Data excerpts:
* * *
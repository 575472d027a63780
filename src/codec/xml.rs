//! XML encoding with the allowed element types declared on the root.
//!
//! ```xml
//! <?xml version="1.0" encoding="utf-8"?>
//! <ArrayOfPoint types="Point Point3D">
//!   <Point>
//!     <X>1</X>
//!     <Y>2</Y>
//!   </Point>
//!   <Point3D>
//!     <X>3</X>
//!     <Y>4</Y>
//!     <Z>5</Z>
//!   </Point3D>
//! </ArrayOfPoint>
//! ```
//!
//! The element name is the shape; a reader only accepts names listed in the
//! root's `types` attribute.
//!
//! The event helpers at the bottom are shared with the SOAP codec.

use quick_xml::events::{BytesDecl, BytesEnd, BytesStart, BytesText, Event};
use quick_xml::{Reader, Writer};

use crate::codec::{DecodeError, EncodeError, PointCodec, PointFormat};
use crate::numerics::types::traits::Planar;
use crate::numerics::types::variant::{PointVariant, VariantTag};

pub const ROOT: &str = "ArrayOfPoint";
pub const TYPES_ATTRIBUTE: &str = "types";

#[derive(Debug, Clone, Copy)]
pub struct XmlCodec {
    pretty: bool,
}

impl XmlCodec {
    pub fn new(pretty: bool) -> Self {
        Self { pretty }
    }
}

impl PointCodec for XmlCodec {
    fn format(&self) -> PointFormat {
        PointFormat::Xml
    }

    fn encode(&self, points: &[PointVariant]) -> Result<Vec<u8>, EncodeError> {
        let format = PointFormat::Xml;
        let mut writer = new_writer(self.pretty);
        emit(&mut writer, format, Event::Decl(BytesDecl::new("1.0", Some("utf-8"), None)))?;

        let declared = VariantTag::all().map(VariantTag::name).join(" ");
        let mut root = BytesStart::new(ROOT);
        root.push_attribute((TYPES_ATTRIBUTE, declared.as_str()));
        emit(&mut writer, format, Event::Start(root))?;

        for point in points {
            let name = point.variant_name();
            emit(&mut writer, format, Event::Start(BytesStart::new(name)))?;
            write_coordinates(&mut writer, format, point)?;
            emit(&mut writer, format, Event::End(BytesEnd::new(name)))?;
        }

        emit(&mut writer, format, Event::End(BytesEnd::new(ROOT)))?;
        Ok(writer.into_inner())
    }

    fn decode(&self, bytes: &[u8]) -> Result<Vec<PointVariant>, DecodeError> {
        let format = PointFormat::Xml;
        let mut reader = new_reader(bytes);

        let (allowed, has_children) = match next_significant(&mut reader, format)? {
            Event::Start(e) if e.name().as_ref() == ROOT.as_bytes() => (declared_types(&e)?, true),
            Event::Empty(e) if e.name().as_ref() == ROOT.as_bytes() => (declared_types(&e)?, false),
            Event::Eof => return Err(DecodeError::Empty { format }),
            other => return Err(unexpected(format, &other, ROOT)),
        };

        let mut points = Vec::new();
        while has_children {
            match next_significant(&mut reader, format)? {
                Event::Start(e) => {
                    let name = element_name(&e);
                    let tag = allowed
                        .iter()
                        .copied()
                        .find(|tag| tag.name() == name)
                        .ok_or_else(|| DecodeError::UnknownVariant { format, name: name.clone() })?;
                    points.push(read_coordinates(&mut reader, format, tag, &name)?);
                }
                Event::End(_) => break,
                other => return Err(unexpected(format, &other, "a point element")),
            }
        }

        expect_eof(&mut reader, format)?;
        Ok(points)
    }
}

/// Parse the root's `types` attribute into the shapes it allows.
fn declared_types(root: &BytesStart<'_>) -> Result<Vec<VariantTag>, DecodeError> {
    let format = PointFormat::Xml;
    let attribute = root
        .try_get_attribute(TYPES_ATTRIBUTE)
        .map_err(|e| DecodeError::malformed(format, e))?
        .ok_or_else(|| DecodeError::malformed(format, "root does not declare its element types"))?;
    let value = attribute
        .unescape_value()
        .map_err(|e| DecodeError::malformed(format, e))?;

    value
        .split_whitespace()
        .map(|name| {
            name.parse::<VariantTag>()
                .map_err(|name| DecodeError::UnknownVariant { format, name })
        })
        .collect()
}

pub(crate) fn new_writer(pretty: bool) -> Writer<Vec<u8>> {
    if pretty {
        Writer::new_with_indent(Vec::new(), b' ', 2)
    } else {
        Writer::new(Vec::new())
    }
}

pub(crate) fn new_reader(bytes: &[u8]) -> Reader<&[u8]> {
    let mut reader = Reader::from_reader(bytes);
    reader.config_mut().trim_text(true);
    reader
}

pub(crate) fn emit(writer: &mut Writer<Vec<u8>>, format: PointFormat, event: Event<'_>) -> Result<(), EncodeError> {
    writer
        .write_event(event)
        .map_err(|e| EncodeError::serialize(format, e))
}

fn write_field(writer: &mut Writer<Vec<u8>>, format: PointFormat, name: &str, value: i32) -> Result<(), EncodeError> {
    let text = value.to_string();
    emit(writer, format, Event::Start(BytesStart::new(name)))?;
    emit(writer, format, Event::Text(BytesText::new(&text)))?;
    emit(writer, format, Event::End(BytesEnd::new(name)))
}

/// Write `<X>`, `<Y>` and, for 3D points, `<Z>`.
pub(crate) fn write_coordinates(
    writer: &mut Writer<Vec<u8>>,
    format: PointFormat,
    point: &PointVariant,
) -> Result<(), EncodeError> {
    write_field(writer, format, "X", point.x())?;
    write_field(writer, format, "Y", point.y())?;
    if point.is_3d() {
        write_field(writer, format, "Z", point.z_or_zero())?;
    }
    Ok(())
}

/// Read coordinate children until the closing tag of the enclosing element.
pub(crate) fn read_coordinates(
    reader: &mut Reader<&[u8]>,
    format: PointFormat,
    tag: VariantTag,
    element: &str,
) -> Result<PointVariant, DecodeError> {
    let mut fields: [Option<i32>; 3] = [None; 3];

    loop {
        match next_significant(reader, format)? {
            Event::Start(e) => {
                let name = element_name(&e);
                let slot = match name.as_str() {
                    "X" => 0,
                    "Y" => 1,
                    "Z" if tag == VariantTag::Point3D => 2,
                    _ => {
                        return Err(DecodeError::malformed(
                            format,
                            format!("unexpected <{}> in <{}>", name, element),
                        ))
                    }
                };
                if fields[slot].is_some() {
                    return Err(DecodeError::malformed(format, format!("duplicate <{}> in <{}>", name, element)));
                }
                fields[slot] = Some(read_integer(reader, format, &name)?);
            }
            Event::End(_) => break,
            other => return Err(unexpected(format, &other, "a coordinate")),
        }
    }

    let missing = |name: &str| DecodeError::malformed(format, format!("<{}> without <{}>", element, name));
    let x = fields[0].ok_or_else(|| missing("X"))?;
    let y = fields[1].ok_or_else(|| missing("Y"))?;
    let z = match tag {
        VariantTag::Point => 0,
        VariantTag::Point3D => fields[2].ok_or_else(|| missing("Z"))?,
    };
    Ok(PointVariant::from_parts(tag, x, y, z))
}

fn read_integer(reader: &mut Reader<&[u8]>, format: PointFormat, field: &str) -> Result<i32, DecodeError> {
    let value = match next_significant(reader, format)? {
        Event::Text(text) => {
            let text = text.unescape().map_err(|e| DecodeError::malformed(format, e))?;
            text.trim()
                .parse::<i32>()
                .map_err(|e| DecodeError::malformed(format, format!("<{}>{}: {}", field, text, e)))?
        }
        other => return Err(unexpected(format, &other, "an integer")),
    };

    match next_significant(reader, format)? {
        Event::End(_) => Ok(value),
        other => Err(unexpected(format, &other, field)),
    }
}

/// Next event that carries structure, skipping declarations and comments.
pub(crate) fn next_significant<'a>(
    reader: &mut Reader<&'a [u8]>,
    format: PointFormat,
) -> Result<Event<'a>, DecodeError> {
    loop {
        match reader.read_event() {
            Ok(Event::Decl(_)) | Ok(Event::Comment(_)) | Ok(Event::PI(_)) | Ok(Event::DocType(_)) => continue,
            Ok(event) => return Ok(event),
            Err(e) => return Err(DecodeError::malformed(format, e)),
        }
    }
}

pub(crate) fn expect_eof(reader: &mut Reader<&[u8]>, format: PointFormat) -> Result<(), DecodeError> {
    match next_significant(reader, format)? {
        Event::Eof => Ok(()),
        other => Err(unexpected(format, &other, "end of document")),
    }
}

pub(crate) fn element_name(e: &BytesStart<'_>) -> String {
    String::from_utf8_lossy(e.name().as_ref()).into_owned()
}

pub(crate) fn unexpected(format: PointFormat, event: &Event<'_>, expected: &str) -> DecodeError {
    let found = match event {
        Event::Start(e) | Event::Empty(e) => format!("<{}>", element_name(e)),
        Event::End(e) => format!("</{}>", String::from_utf8_lossy(e.name().as_ref())),
        Event::Text(_) | Event::CData(_) => "text".to_string(),
        Event::Eof => "end of document".to_string(),
        other => format!("{:?}", other),
    };
    DecodeError::malformed(format, format!("expected {}, found {}", expected, found))
}
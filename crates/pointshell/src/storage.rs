//! File access for point collections.
//!
//! The format is picked from the file extension here, never inside the codec
//! library. Writes go to a temporary file next to the destination that only
//! replaces it once the whole payload is on disk, so a failed save leaves the
//! previous file untouched.

use std::io::Write;
use std::path::{Path, PathBuf};

use pointcodec::{CodecConfig, DecodeError, EncodeError, PointCollection, PointFormat};
use tempfile::NamedTempFile;

/// Accepted in addition to each format's own extension.
const YAML_ALIAS: &str = "yml";

/// Extensions understood by [`format_for_path`], one per format.
pub fn extensions() -> Vec<&'static str> {
    PointFormat::all().into_iter().map(PointFormat::extension).collect()
}

fn listed_extensions() -> String {
    extensions().iter().map(|ext| format!(".{}", ext)).collect::<Vec<_>>().join(", ")
}

#[derive(Debug, thiserror::Error)]
pub enum StorageError {
    #[error("cannot pick a format for {}: expected one of {}", .0.display(), listed_extensions())]
    UnknownExtension(PathBuf),

    #[error("I/O error on {path}: {source}")]
    Io {
        path: PathBuf,
        #[source]
        source: std::io::Error,
    },

    #[error(transparent)]
    Encode(#[from] EncodeError),

    #[error(transparent)]
    Decode(#[from] DecodeError),
}

impl StorageError {
    fn io(path: &Path, source: std::io::Error) -> Self {
        StorageError::Io { path: path.to_path_buf(), source }
    }
}

/// Map a file extension (case-insensitive) to its format.
pub fn format_for_path(path: &Path) -> Result<PointFormat, StorageError> {
    let extension = path
        .extension()
        .and_then(|ext| ext.to_str())
        .map(str::to_ascii_lowercase)
        .ok_or_else(|| StorageError::UnknownExtension(path.to_path_buf()))?;

    if extension == YAML_ALIAS {
        return Ok(PointFormat::Yaml);
    }
    PointFormat::all()
        .into_iter()
        .find(|format| format.extension() == extension)
        .ok_or_else(|| StorageError::UnknownExtension(path.to_path_buf()))
}

/// Read and decode the collection stored at `path`.
pub fn load(path: &Path, config: &CodecConfig) -> Result<PointCollection, StorageError> {
    let format = format_for_path(path)?;
    let bytes = std::fs::read(path).map_err(|e| StorageError::io(path, e))?;
    let points = pointcodec::decode_with(&bytes, format, config)?;

    tracing::info!(path = %path.display(), %format, points = points.len(), "loaded points");
    Ok(points)
}

/// Encode `points` and store them at `path`, replacing any existing file.
pub fn save(path: &Path, points: &PointCollection, config: &CodecConfig) -> Result<(), StorageError> {
    let format = format_for_path(path)?;
    let bytes = pointcodec::encode_with(points, format, config)?;

    let directory = match path.parent() {
        Some(parent) if !parent.as_os_str().is_empty() => parent,
        _ => Path::new("."),
    };
    let mut file = NamedTempFile::new_in(directory).map_err(|e| StorageError::io(path, e))?;
    file.write_all(&bytes).map_err(|e| StorageError::io(path, e))?;
    file.as_file().sync_all().map_err(|e| StorageError::io(path, e))?;
    file.persist(path).map_err(|e| StorageError::io(path, e.error))?;

    tracing::info!(path = %path.display(), %format, points = points.len(), bytes = bytes.len(), "saved points");
    Ok(())
}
* * *
**WORK TO COMPLETE**.
Go through the records. Copy each line where "only" appears.

**EXERCISE RESULT**.
//! The element name is the shape; a reader only accepts names listed in the
//! library. Writes go to a temporary file next to the destination that only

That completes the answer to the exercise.